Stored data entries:
****

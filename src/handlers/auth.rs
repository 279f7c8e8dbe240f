use axum::{
    extract::State,
    response::IntoResponse,
    routing::{get, post},
    Json, Router,
};
use serde_json::json;
use tracing::info;
use validator::Validate;

use super::common::success_response;
use crate::auth::AuthUser;
use crate::dto::LoginRequest;
use crate::errors::ServiceError;
use crate::AppState;

pub fn auth_router() -> Router<AppState> {
    Router::new().route("/auth/login", post(login))
}

pub fn superuser_router() -> Router<AppState> {
    Router::new().route("/verify-superuser/", get(verify_superuser))
}

/// Login handler
pub async fn login(
    State(state): State<AppState>,
    Json(payload): Json<LoginRequest>,
) -> Result<impl IntoResponse, ServiceError> {
    payload.validate()?;
    let token = state.auth.login(&payload.username, &payload.password).await?;
    info!(username = %payload.username, "Issued access token");
    Ok(success_response(token))
}

/// Whether the bearer may cancel and reorder orders.
pub async fn verify_superuser(user: AuthUser) -> impl IntoResponse {
    success_response(json!({ "is_superuser": user.is_superuser }))
}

****

> _DIRECTIONS FOR THIS TASK_: Copy the entries word for word.

> _RESULT FOR THIS EXERCISE_:
filename src/handlers/auth.rs
repository 279f7c8e8dbe240f
use axum::{
    extract::State,
    response::IntoResponse,
    routing::{get, post},
    Json, Router,
};
use serde_json::json;
use tracing::info;
use validator::Validate;

use super::common::success_response;
use crate::auth::AuthUser;
use crate::dto::LoginRequest;
use crate::errors::ServiceError;
use crate::AppState;

pub fn auth_router() -> Router<AppState> {
    Router::new().route("/auth/login", post(login))
}

pub fn superuser_router() -> Router<AppState> {
    Router::new().route("/verify-superuser/", get(verify_superuser))
}

/// Login handler
pub async fn login(
    State(state): State<AppState>,
    Json(payload): Json<LoginRequest>,
) -> Result<impl IntoResponse, ServiceError> {
    payload.validate()?;
    let token = state.auth.login(&payload.username, &payload.password).await?;
    info!(username = %payload.username, "Issued access token");
    Ok(success_response(token))
}

/// Whether the bearer may cancel and reorder orders.
pub async fn verify_superuser(user: AuthUser) -> impl IntoResponse {
    success_response(json!({ "is_superuser": user.is_superuser }))
}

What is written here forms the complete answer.